## V0 — Uniform Synthetic Nodes

**Goal:** Minimal, reproducible node set in a rectangular region.
**Inputs:** seed, N, bbox (km), population range.
**Method:** Sample positions uniformly inside bbox; populations \~ Uniform\[min,max].
**Outputs:** `id, x_km, y_km, pop`.
**Validation:** N matches; inside bbox; pop in range.

In [None]:
"""
Jupyter notebook cell — Version 0 (Nodes only)
Minimal, reproducible node set in a rectangular region (planar coordinates in km).
- Placement: uniform within bbox
- Population: uniform in [pop_min, pop_max]
- Outputs: nodes.csv, meta.json, preview.png

Usage (in a single notebook cell): just run this cell. Edit `V0Config` as needed.
"""
from __future__ import annotations

import json
import os
import time
import hashlib
from dataclasses import asdict, dataclass
from typing import Tuple, Dict, Any

import numpy as np
import pandas as pd
import matplotlib.pyplot as plt
from matplotlib.ticker import StrMethodFormatter


# ------------------------------
# Config
# ------------------------------
@dataclass
class V0Config:
    seed: int = 42
    n_nodes: int = 50
    bbox_km: Tuple[float, float, float, float] = (0.0, 0.0, 200.0, 200.0)  # (minx, miny, maxx, maxy)
    pop_min: int = 1_000
    pop_max: int = 500_000
    out_dir: str = "maps/sv1.0/dv0.1_v0_uniform"
    crs: str = "EPSG:3857"  # Synthetic planar meters; we store km here for simplicity
    schema_version: str = "1.0"  # node schema version
    dataset_version: str = "0.1"  # dataset/edition version


# ------------------------------
# Core functions
# ------------------------------

def set_seed(seed: int) -> None:
    np.random.seed(seed)


def generate_uniform_nodes(cfg: V0Config) -> pd.DataFrame:
    minx, miny, maxx, maxy = cfg.bbox_km
    if not (minx < maxx and miny < maxy):
        raise ValueError("Invalid bbox: must satisfy minx<maxx and miny<maxy")

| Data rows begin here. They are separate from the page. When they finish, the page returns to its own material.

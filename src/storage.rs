//! Durable, deduplicated quote store.
//!
//! SQLite-backed sink for coalesced minute records. The composite primary
//! key makes inserts idempotent: a record that already exists is a silent
//! no-op (`INSERT OR IGNORE`), which is the only synchronization point the
//! two concurrent feed pipelines rely on.

use anyhow::{bail, Context, Result};
use parking_lot::Mutex;
use rusqlite::{params, Connection, ErrorCode, OpenFlags};
use std::sync::Arc;
use tracing::{info, warn};

use crate::models::CoalescedRecord;

/// Pragmas applied once per connection. WAL keeps concurrent readers cheap
/// while the two pipelines write.
const PRAGMA_SQL: &str = r#"
PRAGMA journal_mode = WAL;
PRAGMA synchronous = NORMAL;
PRAGMA temp_store = MEMORY;
"#;

/// Result of an idempotent insert.
#[derive(Debug, Clone, Copy, PartialEq, Eq)]
pub enum WriteOutcome {
    Inserted,
    /// Key collision: the record was already stored. Success, not an error.
    AlreadyPresent,
}

/// Handle to the per-exchange tick table.
///
/// The connection is shared behind a mutex; writes are short single-row
/// statements so contention between the two pipelines is negligible.
#[derive(Clone)]
pub struct QuoteStore {
    conn: Arc<Mutex<Connection>>,
    table: String,
}

impl QuoteStore {
    /// Open (or create) the store file and provision the tick table.
    pub fn open(db_path: &str, exchange: &str) -> Result<Self> {
        let table = table_name(exchange)?;

        let flags = OpenFlags::SQLITE_OPEN_READ_WRITE
            | OpenFlags::SQLITE_OPEN_CREATE
            | OpenFlags::SQLITE_OPEN_NO_MUTEX; // We handle our own locking

        let conn = Connection::open_with_flags(db_path, flags)
            .with_context(|| format!("Failed to open database at {}", db_path))?;

        Self::init(conn, table, db_path)
    }

    /// In-memory store for tests.
    pub fn open_in_memory(exchange: &str) -> Result<Self> {
        let table = table_name(exchange)?;
        let conn = Connection::open_in_memory().context("Failed to open in-memory database")?;
        Self::init(conn, table, ":memory:")
    }

    fn init(conn: Connection, table: String, db_path: &str) -> Result<Self> {
        conn.execute_batch(PRAGMA_SQL)
            .context("Failed to apply database pragmas")?;

        // Primary key spans the full tuple so duplicate coalesced records
        // collapse to one row regardless of which pipeline wrote first.
        conn.execute_batch(&format!(
            r#"
            CREATE TABLE IF NOT EXISTS {table} (
                timestamp INTEGER NOT NULL,
                instrument_name TEXT NOT NULL,
                bid_price REAL NOT NULL,
                bid_amount REAL NOT NULL,
                ask_price REAL NOT NULL,
                ask_amount REAL NOT NULL,
                PRIMARY KEY(timestamp, instrument_name, bid_price, bid_amount,
                            ask_price, ask_amount)
            );
            "#
        ))
        .with_context(|| format!("Failed to create table {}", table))?;

        let existing: i64 = conn
            .query_row(&format!("SELECT COUNT(*) FROM {}", table), [], |row| {
                row.get(0)
            })
            .unwrap_or(0);

        info!(db = db_path, table = %table, rows = existing, "quote store ready");

        Ok(Self {
            conn: Arc::new(Mutex::new(conn)),
            table,
        })
    }

    /// Insert a record unless the full key tuple is already present.
    pub fn insert_if_absent(&self, record: &CoalescedRecord) -> Result<WriteOutcome> {
        let conn = self.conn.lock();
        let changed = conn
            .execute(
                &format!("INSERT OR IGNORE INTO {} VALUES (?,?,?,?,?,?)", self.table),
                params![
                    record.bucket_start,
                    record.instrument,
                    record.bid_price,
                    record.bid_amount,
                    record.ask_price,
                    record.ask_amount,
                ],
            )
            .with_context(|| format!("Insert into {} failed", self.table))?;

        Ok(if changed == 0 {
            WriteOutcome::AlreadyPresent
        } else {
            WriteOutcome::Inserted
        })
    }

    pub fn row_count(&self) -> Result<i64> {
        let conn = self.conn.lock();
        let count = conn
            .query_row(&format!("SELECT COUNT(*) FROM {}", self.table), [], |row| {
                row.get(0)
            })
            .with_context(|| format!("Count on {} failed", self.table))?;
        Ok(count)
    }

    /// Rows stored for one minute bucket, for tests and sanity checks.
    pub fn rows_for_bucket(&self, bucket_start: i64) -> Result<i64> {
        let conn = self.conn.lock();
        let count = conn
            .query_row(
                &format!("SELECT COUNT(*) FROM {} WHERE timestamp = ?", self.table),
                params![bucket_start],
                |row| row.get(0),
            )
            .with_context(|| format!("Bucket count on {} failed", self.table))?;
        Ok(count)
    }
}

/// A write failure worth retrying: the database is briefly busy or locked.
pub fn is_transient(err: &anyhow::Error) -> bool {
    for cause in err.chain() {
        if let Some(rusqlite::Error::SqliteFailure(e, _)) = cause.downcast_ref::<rusqlite::Error>()
        {
            if matches!(e.code, ErrorCode::DatabaseBusy | ErrorCode::DatabaseLocked) {
                return true;
            }
        }
    }
    false
}

fn table_name(exchange: &str) -> Result<String> {
    // The exchange id is interpolated into SQL; keep it to identifier chars.
    if exchange.is_empty()
        || !exchange
            .chars()
            .all(|c| c.is_ascii_alphanumeric() || c == '_')
    {
        warn!(exchange, "rejecting exchange id for table name");
        bail!("exchange id must be non-empty and alphanumeric: {:?}", exchange);
    }
    Ok(format!("{}_ticks", exchange))
}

    # sample coordinates uniformly in km
    xs = np.random.uniform(minx, maxx, size=cfg.n_nodes)
    ys = np.random.uniform(miny, maxy, size=cfg.n_nodes)

    # sample populations uniformly (ints)
    pops = np.random.randint(cfg.pop_min, cfg.pop_max + 1, size=cfg.n_nodes)

    df = pd.DataFrame({
        "id": np.arange(cfg.n_nodes, dtype=int),
        "x_km": xs,
        "y_km": ys,
        "pop": pops,
    })
    return df


def validate_nodes(df: pd.DataFrame, cfg: V0Config) -> Dict[str, Any]:
    """Return validation metrics and raise on hard failures."""
    minx, miny, maxx, maxy = cfg.bbox_km

    metrics: Dict[str, Any] = {}
    # Count
    n = len(df)
    if n != cfg.n_nodes:
        raise AssertionError(f"Node count mismatch: expected {cfg.n_nodes}, got {n}")
    metrics["n_nodes"] = n

    # Bounds
    inside_x = (df["x_km"] >= minx) & (df["x_km"] <= maxx)
    inside_y = (df["y_km"] >= miny) & (df["y_km"] <= maxy)
    inside = inside_x & inside_y
    violations = int((~inside).sum())
    if violations:
        raise AssertionError(f"{violations} nodes fall outside bbox")
    metrics["bbox"] = {"minx": minx, "miny": miny, "maxx": maxx, "maxy": maxy}

    # Population range
    pmin, pmax = int(df["pop"].min()), int(df["pop"].max())
    if pmin < cfg.pop_min or pmax > cfg.pop_max:
        raise AssertionError(
            f"Population out of range: observed [{pmin},{pmax}] vs cfg [{cfg.pop_min},{cfg.pop_max}]"
        )
    metrics["pop_range_observed"] = {"min": pmin, "max": pmax}

    # Distribution summaries
    metrics["pop_percentiles"] = {q: int(np.percentile(df["pop"], q)) for q in (5, 25, 50, 75, 95)}

    return metrics

def preview_nodes(df: pd.DataFrame, cfg: V0Config, save_path: str) -> None:
    """Scatter plot sized by population with a color gradient and colorbar legend.
    Also annotates the top-3 most populated cities with their population values.
    """
    minx, miny, maxx, maxy = cfg.bbox_km


    # size scaling: sqrt to reduce dynamic range
    s = 10 + 90 * np.sqrt(df["pop"].values / df["pop"].max())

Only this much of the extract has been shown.